322. A RANDOMISED, DOUBLE-BLIND, CONTROLLED, MECHANISTIC STUDY OF RITUXIMAB AND BELIMUMAB COMBINATION THERAPY IN PR3 ANCA-ASSOCIATED VASCULITIS (COMBIVAS): STUDY PROTOCOL

Abstract

Background: Dual B-cell targeted immunotherapy with B cell depletion (rituximab) and BAFF antagonism (belimumab) may enhance B cell targeting in ANCA-associated vasculitis (AAV) through several mechanisms (1). Study Design - COMBIVAS is a randomized, double blind, placebo-controlled trial designed to evaluate the mechanistic effect of belimumab combined with rituximab in patients with active proteinase 3 (PR3)-AAV. Participants will be S#sup#I#/sup#randomized 1:1 to receive rituximab plus prednisolone combined with belimumab (combination arm) or placebo (control arm). 30 participants will be evaluated in a per-protocol analysis. Trial duration is two years (12-months treatment, 12- months' follow-up). Participants - Participants will be recruited from 5 UK sites. Eligibility includes age>18 years, severe active AAV (newly diagnosed or relapsing), and positive PR3 ANCA test by enzyme-linked immunosorbent assay (ELISA). Interventions - Belimumab (200mg) or belimumab placebo will be administered subcutaneously on Day 1 and then weekly through to Week 51. Intravenous rituximab 1000mg will be administered on Day 8 and Day 22 only. All participants will start prednisolone 20 mg/day on Day 1 and follow a tapering regimen aiming for withdrawal by 3 months. Outcomes - Primary Outcome: Time to PR3-ANCA negativity; Key Secondary Outcomes: change from baseline in naïve, transitional, memory, activated, plasmablast and plasma cell subsets (B cell flow cytometry) in blood at Months 3, 12, and 24; time to clinical remission; time to relapse, incidence of serious adverse events.
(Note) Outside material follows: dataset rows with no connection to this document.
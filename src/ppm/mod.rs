// PPMX: a PPM context model coupled with a binary arithmetic coder
//
// This program is free software: you can redistribute it and/or modify
// it under the terms of the GNU General Public License as published by
// the Free Software Foundation, either version 3 of the License, or
// (at your option) any later version.
//
// This program is distributed in the hope that it will be useful,
// but WITHOUT ANY WARRANTY; without even the implied warranty of
// MERCHANTABILITY or FITNESS FOR A PARTICULAR PURPOSE.  See the
// GNU General Public License for more details.
//
// You should have received a copy of the GNU General Public License
// along with this program.  If not, see <https://www.gnu.org/licenses/>.

mod history;

use self::history::History;
use crate::compressor::ArithmeticEncoder;
use crate::config::Configuration;
use crate::decompressor::ArithmeticDecoder;
use crate::error::CodecError;
use crate::frequencies::{ExclusionSet, FrequencyModel, SymbolIndex};
use anyhow::{anyhow, Result};
use log::{debug, trace};

/// Orchestrates the PPM order cascade on top of the arithmetic coder: tries the longest context
/// first, escaping to shorter ones on failure, and falls back to the order-(-1) distribution
/// (which never fails) as a last resort.
pub struct PpmEncoder {
    coder: ArithmeticEncoder,
    model: FrequencyModel,
    history: History,
    symbols_encoded: usize,
}

impl PpmEncoder {
    pub fn new(config: &Configuration, model: FrequencyModel) -> Self {
        Self {
            coder: ArithmeticEncoder::new(),
            model,
            history: History::new(config.max_order()),
            symbols_encoded: 0,
        }
    }

    /// Encodes one symbol, descending through orders `top..=-1` and updating the model exactly
    /// as `§4.3`'s policy requires: record `symbol` at every order `0..=top` on success, and ESC
    /// at every order that failed along the way.
    pub fn encode(&mut self, symbol: SymbolIndex) -> Result<()> {
        let esc = self.model.esc_symbol();
        let top = self.history.top_order();
        let mut exclude = ExclusionSet::new();

        let mut order = top as isize;
        loop {
            let ctx = self.history.suffix(order);
            if let Some(cfi) = self.model.interval(order, ctx, symbol, &mut exclude) {
                trace!("PpmEncoder: matched symbol {symbol} at order {order}");
                self.coder.encode(cfi)?;
                break;
            }

            let escape_cfi = self.model.interval(order, ctx, esc, &mut exclude).ok_or_else(|| {
                anyhow!(CodecError::InvariantViolation {
                    symbol_index: self.symbols_encoded,
                    detail: format!("ESC was not representable at order {order}"),
                })
            })?;
            debug!("PpmEncoder: escaping order {order} for symbol {symbol}");
            self.coder.encode(escape_cfi)?;
            if order >= 0 {
                self.model.record(order as usize, ctx, esc);
            }

            if order < 0 {
                return Err(anyhow!(CodecError::InvariantViolation {
                    symbol_index: self.symbols_encoded,
                    detail: "order -1 fallback failed to encode a symbol it must always cover".into(),
                }));
            }
            order -= 1;
        }

        self.update_model(top, symbol);
        self.history.push(symbol);
        self.symbols_encoded += 1;
        Ok(())
    }

    fn update_model(&mut self, top: usize, symbol: SymbolIndex) {
        for order in 0..=top {
            let ctx = self.history.suffix(order as isize).to_vec();
            self.model.record(order, &ctx, symbol);
        }
    }

    /// Flushes the coder and returns the finished byte stream. Consumes the encoder.
    pub fn conclude(self) -> Vec<u8> {
        self.coder.conclude()
    }
}

/// Decoding half of [`PpmEncoder`]; mirrors its cascade and model updates exactly.
pub struct PpmDecoder<I: Iterator<Item = bool>> {
    coder: ArithmeticDecoder<I>,
    model: FrequencyModel,
    history: History,
    symbols_decoded: usize,
}

impl<I: Iterator<Item = bool>> PpmDecoder<I> {
    pub fn new(config: &Configuration, model: FrequencyModel, bits: I) -> Self {
        Self {
            coder: ArithmeticDecoder::new(bits),
            model,
            history: History::new(config.max_order()),
            symbols_decoded: 0,
        }
    }

    /// Decodes the next symbol. The caller is expected to stop once this returns EOF.
    pub fn decode(&mut self) -> Result<SymbolIndex> {
        let esc = self.model.esc_symbol();
        let top = self.history.top_order();
        let mut exclude = ExclusionSet::new();

        let mut order = top as isize;
        let symbol = loop {
            let ctx = self.history.suffix(order).to_vec();
            let total = self.model.total(order, &ctx, &exclude);
            let point = self.coder.point(total)?;
            let (sym, cfi) = self.model.query(order, &ctx, point, &mut exclude).ok_or_else(|| {
                anyhow!(CodecError::InvariantViolation {
                    symbol_index: self.symbols_decoded,
                    detail: format!("no symbol found for the decoded point at order {order}"),
                })
            })?;
            trace!("PpmDecoder: order {order} produced symbol {sym}");
            self.coder.advance(cfi)?;

            if sym != esc {
                break sym;
            }
            if order < 0 {
                return Err(anyhow!(CodecError::DecodeExhausted));
            }
            self.model.record(order as usize, &ctx, esc);
            order -= 1;
        };

        self.update_model(top, symbol);
        self.history.push(symbol);
        self.symbols_decoded += 1;
        Ok(symbol)
    }

    fn update_model(&mut self, top: usize, symbol: SymbolIndex) {
        for order in 0..=top {
            let ctx = self.history.suffix(order as isize).to_vec();
            self.model.record(order, &ctx, symbol);
        }
    }
}

#[cfg(test)]
mod tests {
    use super::*;
    use crate::frequencies::static_table::StaticFrequencyTable;
    use crate::frequencies::Frequency;

    fn uniform_fallback(alphabet: usize) -> StaticFrequencyTable {
        let freqs = vec![Frequency::one(); alphabet];
        StaticFrequencyTable::new(&freqs).unwrap()
    }

    /// Encodes `symbols` followed by EOF, then decodes until EOF and returns everything before
    /// it - mirroring the harness' actual responsibility of appending/stopping at EOF.
    fn round_trip(config: &Configuration, symbols: &[SymbolIndex]) -> Vec<SymbolIndex> {
        let esc = config.esc_symbol();
        let enc_model = FrequencyModel::new(config.max_order(), esc, uniform_fallback(config.fallback_alphabet()));
        let mut encoder = PpmEncoder::new(config, enc_model);
        for &s in symbols {
            encoder.encode(s).unwrap();
        }
        encoder.encode(config.eof_symbol()).unwrap();
        let bytes = encoder.conclude();

        let dec_model = FrequencyModel::new(config.max_order(), esc, uniform_fallback(config.fallback_alphabet()));
        let bits = crate::bit_buffer::bit_iter::BitIterator::from(bytes);
        let mut decoder = PpmDecoder::new(config, dec_model, bits);

        let mut out = Vec::new();
        loop {
            let sym = decoder.decode().unwrap();
            if sym == config.eof_symbol() {
                break;
            }
            out.push(sym);
        }
        out
    }

    #[test]
    fn round_trips_a_short_sequence() {
        let config = Configuration::new(3, 27).unwrap();
        let text = "lookuponmyworksyemightyanddespair";
        let symbols: Vec<SymbolIndex> = text.bytes().map(|b| (b - b'a') as usize).collect();

        let decoded = round_trip(&config, &symbols);
        assert_eq!(decoded, symbols);
    }

    #[test]
    fn round_trips_empty_input() {
        let config = Configuration::new(5, 256).unwrap();
        let decoded = round_trip(&config, &[]);
        assert!(decoded.is_empty());
    }

    #[test]
    fn round_trips_repetitive_input() {
        let config = Configuration::new(4, 256).unwrap();
        let symbols: Vec<SymbolIndex> = std::iter::repeat(b'a' as usize).take(500).collect();
        let decoded = round_trip(&config, &symbols);
        assert_eq!(decoded, symbols);
    }

    #[test]
    fn round_trips_all_distinct_bytes() {
        let config = Configuration::new(2, 256).unwrap();
        let symbols: Vec<SymbolIndex> = (0..256).collect();
        let decoded = round_trip(&config, &symbols);
        assert_eq!(decoded, symbols);
    }

    #[test]
    fn round_trips_single_byte() {
        let config = Configuration::new(5, 256).unwrap();
        let symbols = vec![0xAAusize];
        let decoded = round_trip(&config, &symbols);
        assert_eq!(decoded, symbols);
    }

    const ONE_MIB: usize = 1 << 20;

    #[test]
    fn round_trips_one_mib_random_stream() {
        use rand::rngs::StdRng;
        use rand::{Rng, SeedableRng};

        let config = Configuration::new(5, 256).unwrap();
        let mut rng = StdRng::seed_from_u64(0xC0FFEE);
        let symbols: Vec<SymbolIndex> = (0..ONE_MIB).map(|_| rng.gen_range(0..256)).collect();

        let decoded = round_trip(&config, &symbols);
        assert_eq!(decoded, symbols);
    }

    #[test]
    fn round_trips_one_mib_repetitive_stream() {
        let config = Configuration::new(5, 256).unwrap();
        let symbols: Vec<SymbolIndex> = std::iter::repeat(b'x' as usize).take(ONE_MIB).collect();

        let decoded = round_trip(&config, &symbols);
        assert_eq!(decoded, symbols);
    }

    /// Builds a skewed order-0 fallback (mimicking a counts file for English-like text) and
    /// confirms that seeding it compresses a text with the same skew well below 0.6x.
    #[test]
    fn counts_seeded_fallback_compresses_skewed_text() {
        let config = Configuration::new(4, 256).unwrap();
        let esc = config.esc_symbol();

        let text = "the quick brown fox jumps over the lazy dog. \
                    the dog barks at the fox, but the fox runs away quickly. "
            .repeat(40);
        let symbols: Vec<SymbolIndex> = text.bytes().map(|b| b as usize).collect();

        let mut histogram = vec![1u64; config.fallback_alphabet()];
        for &s in &symbols {
            histogram[s] += 8;
        }
        let fallback_freqs: Vec<Frequency> =
            histogram.into_iter().map(|c| Frequency::new(c).unwrap()).collect();
        let fallback = StaticFrequencyTable::new(&fallback_freqs).unwrap();

        let enc_model = FrequencyModel::new(config.max_order(), esc, fallback);
        let mut encoder = PpmEncoder::new(&config, enc_model);
        for &s in &symbols {
            encoder.encode(s).unwrap();
        }
        encoder.encode(config.eof_symbol()).unwrap();
        let compressed = encoder.conclude();

        assert!(
            (compressed.len() as f64) < (symbols.len() as f64) * 0.6,
            "compressed {} bytes, expected well under {:.0} for {} input bytes",
            compressed.len(),
            symbols.len() as f64 * 0.6,
            symbols.len()
        );
    }
}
Exploratory biomarker assessments - Blood and urine will be taken at multiple time points, with key analyses at 3 months (maximal B cell depletion), 12 months (end of treatment), 24 months (B cell reconstitution, end of follow-up). Inguinal lymph node and nasal mucosal biopsies will be performed before and three months after initiating treatment. Discussion -This experimental medicine study provides a unique opportunity to gain detailed insights into the immunological mechanisms of rituximab-belimumab combination therapy across multiple body compartments in the setting of AAV. Trial status - EUDRACT number: 2017-004645-24; First patient first visit: anticipated December 2018.